As I had indicated, we are adding a new name to CG/B and selling one of our winners in Top 20 to buy something more attractive. Both of our buys have a very strange commonality: The CEOs both own well over $100mm of stock. Both companies are in the top decile in my opinion in terms of quality too. The buys also reflect my positive relative sentiment to Large-Caps.
In CG/B, we are selling the rest of a retailer we held for almost a year, booking a 75% gain. While the stock may continue to appreciate, it is equally likely to see some profit-taking unless it surprises to the upside. The risk/reward leaves it only minimally qualified for inclusion in the model. We are taking the proceeds along with some excess cash to add to another retailer with a 3.2% dividend (the sale was a below-market 1.3%) as well as establish a new position in a semiconductor company with a whopping 4.3% dividend. I may be early, but the recent pre-announcement was due to transitory issues rather than any long-term structural problems. I have followed this company for over a decade - it is extremely high quality and less prone to earnings volatility than its peers. The stock is oversold, sitting on some support and not too far from very deep support. I am starting small and looking to add to the position once it has settled down.
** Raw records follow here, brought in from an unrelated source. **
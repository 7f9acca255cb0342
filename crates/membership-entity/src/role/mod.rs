//! Role and role assignment entities.

pub mod assignment;
pub mod model;

pub use assignment::RoleAssignment;
pub use model::Role;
In Top 20, we are selling a retailer that has performed quite nicely since we bought it earlier this year. The stock may stall near its all-time high (from 2007), and it offers 25% upside to my one-year target. While I had several candidates to consider, I decided to go back to a Healthcare name that we sold at slightly higher prices earlier this year. The stock ran up sharply to an all-time high after we sold, but it has pulled back substantially though maintaining its uptrend. I view the upside over the next year as about 50%.